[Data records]
※
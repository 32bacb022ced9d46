//! # Window Forecasting
//!
//! [`Forecaster`] is the entry point for callers: it resolves the vessel and
//! port, reconstructs the depth series, extracts tidal windows and, on request,
//! clips them to daylight.
//!
//! The forecaster only borrows its registry, so one [`ReferenceData`] built at
//! startup can serve any number of forecasters and requests.
//!
//! [`ReferenceData`]: crate::registry::ReferenceData

use crate::{
    daylight::{DaylightProvider, SolarDaylight},
    error::ForecastError,
    intersect::intersect_windows,
    reconstruct::{reconstruct_depths, DepthSeries, ForecastSettings},
    registry::{PortRegistry, TideSampleStore, VesselRegistry},
    windows::extract_windows,
    Port, Vessel, Window,
};
use chrono::NaiveDateTime;
use tracing::debug;

/// Default number of daylight days requested for combined windows
pub const DEFAULT_DAYLIGHT_DAYS: u32 = 14;

/// Tidal windows together with the series they were extracted from.
#[derive(Clone, Debug)]
pub struct TidalForecast {
    pub vessel: Vessel,
    pub port: Port,
    /// Ordered, pairwise-disjoint tidal windows
    pub windows: Vec<Window>,
    /// Depth series on the forecast grid, kept for charting
    pub series: DepthSeries,
}

/// Tidal, daylight and combined windows for one request.
#[derive(Clone, Debug)]
pub struct CombinedForecast {
    pub vessel: Vessel,
    pub port: Port,
    /// Overlaps of tidal and daylight windows, chronological
    pub combined: Vec<Window>,
    pub tidal: Vec<Window>,
    pub daylight: Vec<Window>,
    pub series: DepthSeries,
}

/// Computes navigability windows against a borrowed registry.
#[derive(Clone, Debug)]
pub struct Forecaster<'a, R, D = SolarDaylight> {
    registry: &'a R,
    daylight: D,
    settings: ForecastSettings,
}

impl<'a, R> Forecaster<'a, R, SolarDaylight>
where
    R: VesselRegistry + PortRegistry + TideSampleStore,
{
    /// A forecaster using the default 14-day, 1-minute grid and solar daylight.
    pub fn new(registry: &'a R) -> Self {
        Forecaster {
            registry,
            daylight: SolarDaylight,
            settings: ForecastSettings::default(),
        }
    }
}

impl<'a, R, D> Forecaster<'a, R, D>
where
    R: VesselRegistry + PortRegistry + TideSampleStore,
    D: DaylightProvider,
{
    /// Replace the daylight provider.
    pub fn with_daylight<E: DaylightProvider>(self, daylight: E) -> Forecaster<'a, R, E> {
        Forecaster {
            registry: self.registry,
            daylight,
            settings: self.settings,
        }
    }

    /// Replace the grid horizon and cadence.
    pub fn with_settings(mut self, settings: ForecastSettings) -> Self {
        self.settings = settings;
        self
    }

    pub fn settings(&self) -> &ForecastSettings {
        &self.settings
    }

    /// Tidal windows for vessel `imo` arriving at port `unlocode` at `arrival`.
    ///
    /// # Errors
    /// - [`ForecastError::UnknownVessel`] / [`ForecastError::UnknownPort`]
    /// - [`ForecastError::NoTideData`] if the port has fewer than two distinct
    ///   sample timestamps
    /// - [`ForecastError::InvalidDraught`] if the registered draught is not positive
    /// - [`ForecastError::InvalidCadence`] if the configured cadence is not positive
    /// - [`ForecastError::InvalidHorizon`] if the configured horizon is shorter than one cadence
    pub fn compute_tidal_windows(
        &self,
        imo: u64,
        unlocode: &str,
        arrival: NaiveDateTime,
    ) -> Result<TidalForecast, ForecastError> {
        let vessel = self.registry.vessel(imo)?;
        let port = self.registry.port(unlocode)?;

        let samples = self.registry.samples_for(&port.name);
        let series = reconstruct_depths(port, samples, arrival, &self.settings)?;
        let windows = extract_windows(&series, vessel.draught)?;

        debug!(
            imo,
            unlocode,
            %arrival,
            windows = windows.len(),
            "computed tidal windows"
        );

        Ok(TidalForecast {
            vessel: vessel.clone(),
            port: port.clone(),
            windows,
            series,
        })
    }

    /// Tidal windows restricted to daylight over `days` days from the arrival date.
    ///
    /// The tidal horizon is the configured grid horizon regardless of `days`.
    pub fn compute_combined_windows(
        &self,
        imo: u64,
        unlocode: &str,
        arrival: NaiveDateTime,
        days: u32,
    ) -> Result<CombinedForecast, ForecastError> {
        let TidalForecast {
            vessel,
            port,
            windows: tidal,
            series,
        } = self.compute_tidal_windows(imo, unlocode, arrival)?;

        let daylight =
            self.daylight
                .daylight_windows(port.latitude, port.longitude, arrival.date(), days);
        let combined = intersect_windows(&tidal, &daylight);

        debug!(
            imo,
            unlocode,
            daylight = daylight.len(),
            combined = combined.len(),
            "computed combined windows"
        );

        Ok(CombinedForecast {
            vessel,
            port,
            combined,
            tidal,
            daylight,
            series,
        })
    }
}

#[cfg(test)]
mod tests {
    use super::*;
    use crate::daylight::FullDaylight;
    use crate::registry::{ReferenceData, ReferenceDocument};
    use crate::synthetic::{harmonic_samples, HarmonicModel};
    use chrono::{Duration, NaiveDate};

    fn t0() -> NaiveDateTime {
        NaiveDate::from_ymd_opt(2024, 3, 1)
            .unwrap()
            .and_hms_opt(0, 0, 0)
            .unwrap()
    }

    fn reference(draught: f64) -> ReferenceData {
        let model = HarmonicModel::semidiurnal(1.0, 2.0, 12.0).with_phase_deg(-90.0);
        ReferenceData::from_document(ReferenceDocument {
            vessels: vec![Vessel {
                imo: 9494008,
                draught,
                name: "VELSHEDA".to_string(),
                dwt: 93_000.0,
            }],
            ports: vec![Port {
                unlocode: "AUABP".to_string(),
                name: "Abbot Point".to_string(),
                latitude: -19.86,
                longitude: 148.08,
                approach_depth: 12.0,
            }],
            tide_samples: harmonic_samples("Abbot Point", t0(), 24 * 15, 10, &model),
        })
        .unwrap()
    }

    #[test]
    fn lookups_fail_before_any_computation() {
        let reference = reference(13.0);
        let forecaster = Forecaster::new(&reference);
        assert_eq!(
            forecaster.compute_tidal_windows(1, "AUABP", t0()).unwrap_err(),
            ForecastError::UnknownVessel { imo: 1 }
        );
        assert_eq!(
            forecaster
                .compute_tidal_windows(9494008, "XXXXX", t0())
                .unwrap_err(),
            ForecastError::UnknownPort {
                unlocode: "XXXXX".to_string()
            }
        );
    }

    #[test]
    fn registered_non_positive_draught_is_rejected() {
        let reference = reference(0.0);
        let forecaster = Forecaster::new(&reference);
        assert!(matches!(
            forecaster.compute_tidal_windows(9494008, "AUABP", t0()),
            Err(ForecastError::InvalidDraught { .. })
        ));
    }

    #[test]
    fn tidal_forecast_carries_series_for_default_grid() {
        let reference = reference(13.0);
        let forecast = Forecaster::new(&reference)
            .compute_tidal_windows(9494008, "AUABP", t0())
            .unwrap();
        assert_eq!(forecast.series.len(), 20160);
        assert_eq!(forecast.series.grid().first(), Some(t0()));
        assert_eq!(forecast.windows.len(), 28);
        assert_eq!(forecast.vessel.imo, 9494008);
    }

    #[test]
    fn full_daylight_keeps_tidal_windows() {
        let reference = reference(13.0);
        let forecast = Forecaster::new(&reference)
            .with_daylight(FullDaylight)
            .compute_combined_windows(9494008, "AUABP", t0(), DEFAULT_DAYLIGHT_DAYS)
            .unwrap();
        assert_eq!(forecast.combined, forecast.tidal);
        assert_eq!(forecast.daylight.len(), 14);
    }

    #[test]
    fn combined_windows_lie_in_tidal_and_daylight_windows() {
        let reference = reference(13.0);
        let forecast = Forecaster::new(&reference)
            .compute_combined_windows(9494008, "AUABP", t0(), DEFAULT_DAYLIGHT_DAYS)
            .unwrap();
        assert!(!forecast.combined.is_empty());
        for window in &forecast.combined {
            assert!(forecast.tidal.iter().any(|t| window.is_within(t)));
            assert!(forecast.daylight.iter().any(|d| window.is_within(d)));
        }
    }

    #[test]
    fn custom_settings_change_the_grid() {
        let reference = reference(13.0);
        let settings = ForecastSettings {
            horizon: Duration::days(2),
            cadence: Duration::minutes(5),
        };
        let forecast = Forecaster::new(&reference)
            .with_settings(settings)
            .compute_tidal_windows(9494008, "AUABP", t0())
            .unwrap();
        assert_eq!(forecast.series.len(), 576);
        assert_eq!(forecast.windows.len(), 4);
    }
}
※
### Required action
Copy out the lines above that hold the string "SolarDaylight".

### Response for this exercise
    daylight::{DaylightProvider, SolarDaylight},
pub struct Forecaster<'a, R, D = SolarDaylight> {
impl<'a, R> Forecaster<'a, R, SolarDaylight>
            daylight: SolarDaylight,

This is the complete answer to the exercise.